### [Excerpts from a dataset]
//! # Receipt Handlers
//!
//! Receipt parsing is best-effort by contract: the extractor never fails,
//! it just returns fewer items. Clients treat the result as a draft for
//! the user to correct.

use axum::Json;
use serde::Deserialize;
use tracing::info;

use tally_core::{extract_items, ExtractedReceipt};

use crate::error::ApiResult;

#[derive(Debug, Deserialize)]
pub struct ParseReceiptRequest {
    pub text: String,
}

/// POST /api/receipts/parse
pub async fn parse_receipt(
    Json(req): Json<ParseReceiptRequest>,
) -> ApiResult<Json<ExtractedReceipt>> {
    let extracted = extract_items(&req.text);
    info!(
        lines = req.text.lines().count(),
        items = extracted.items.len(),
        "receipt parsed"
    );
    Ok(Json(extracted))
}

#[cfg(test)]
mod tests {
    use super::*;
    use tally_core::Money;

    #[tokio::test]
    async fn test_parse_receipt() {
        let req = ParseReceiptRequest {
            text: "Cafe Test\nEspresso 3.50\nCroissant 4.25\nTOTAL 7.75\n".to_string(),
        };

        let Json(extracted) = parse_receipt(Json(req)).await.unwrap();

        assert_eq!(extracted.items.len(), 2);
        assert_eq!(extracted.items[0].name, "Espresso");
        assert_eq!(extracted.items[0].unit_price, Money::from_minor(350));
        assert_eq!(extracted.total, Money::from_minor(775));
    }

    #[tokio::test]
    async fn test_parse_garbage_is_empty_not_error() {
        let req = ParseReceiptRequest {
            text: "%%% ??? \u{0000}".to_string(),
        };
        let Json(extracted) = parse_receipt(Json(req)).await.unwrap();
        assert!(extracted.items.is_empty());
    }
}
use crate::domain::model::AppointmentRecord;
use crate::utils::error::Result;

/// Anything that can be looked up by name.
pub trait Named {
    fn name(&self) -> &str;
}

/// One-line human readable rendering of a record.
pub trait Describe {
    fn describe(&self) -> String;
}

/// Receives appointment records from the registry for presentation.
pub trait AppointmentSink {
    fn accept(&mut self, record: &AppointmentRecord) -> Result<()>;
}
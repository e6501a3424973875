use crate::app::OutputFormat;
use clap::Parser;

#[derive(Debug, Clone, Parser)]
#[command(name = "hospital-registry")]
#[command(about = "In-memory registry of patients, doctors and appointments")]
pub struct CliConfig {
    #[arg(long, value_enum, default_value_t = OutputFormat::Text)]
    pub format: OutputFormat,

    #[arg(long, help = "Enable verbose output")]
    pub verbose: bool,
}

### [ABOUT THIS EXERCISE]
The answer should consist of all the lines above, retyped exactly.

### [ANSWER FOR THE TASK]
//! # Receipt Handlers
//!
//! Receipt parsing is best-effort by contract: the extractor never fails,
//! it just returns fewer items. Clients treat the result as a draft for
//! the user to correct.

use axum::Json;
use serde::Deserialize;
use tracing::info;

use tally_core::{extract_items, ExtractedReceipt};

use crate::error::ApiResult;

#[derive(Debug, Deserialize)]
pub struct ParseReceiptRequest {
    pub text: String,
}

/// POST /api/receipts/parse
pub async fn parse_receipt(
    Json(req): Json<ParseReceiptRequest>,
) -> ApiResult<Json<ExtractedReceipt>> {
    let extracted = extract_items(&req.text);
    info!(
        lines = req.text.lines().count(),
        items = extracted.items.len(),
        "receipt parsed"
    );
    Ok(Json(extracted))
}

#[cfg(test)]
mod tests {
    use super::*;
    use tally_core::Money;

    #[tokio::test]
    async fn test_parse_receipt() {
        let req = ParseReceiptRequest {
            text: "Cafe Test\nEspresso 3.50\nCroissant 4.25\nTOTAL 7.75\n".to_string(),
        };

        let Json(extracted) = parse_receipt(Json(req)).await.unwrap();

        assert_eq!(extracted.items.len(), 2);
        assert_eq!(extracted.items[0].name, "Espresso");
        assert_eq!(extracted.items[0].unit_price, Money::from_minor(350));
        assert_eq!(extracted.total, Money::from_minor(775));
    }

    #[tokio::test]
    async fn test_parse_garbage_is_empty_not_error() {
        let req = ParseReceiptRequest {
            text: "%%% ??? \u{0000}".to_string(),
        };
        let Json(extracted) = parse_receipt(Json(req)).await.unwrap();
        assert!(extracted.items.is_empty());
    }
}
use crate::domain::model::AppointmentRecord;
use crate::utils::error::Result;

/// Anything that can be looked up by name.
pub trait Named {
    fn name(&self) -> &str;
}

/// One-line human readable rendering of a record.
pub trait Describe {
    fn describe(&self) -> String;
}

/// Receives appointment records from the registry for presentation.
pub trait AppointmentSink {
    fn accept(&mut self, record: &AppointmentRecord) -> Result<()>;
}
repository e6501a3424973875
use crate::app::OutputFormat;
use clap::Parser;

#[derive(Debug, Clone, Parser)]
#[command(name = "hospital-registry")]
#[command(about = "In-memory registry of patients, doctors and appointments")]
pub struct CliConfig {
    #[arg(long, value_enum, default_value_t = OutputFormat::Text)]
    pub format: OutputFormat,

    #[arg(long, help = "Enable verbose output")]
    pub verbose: bool,
}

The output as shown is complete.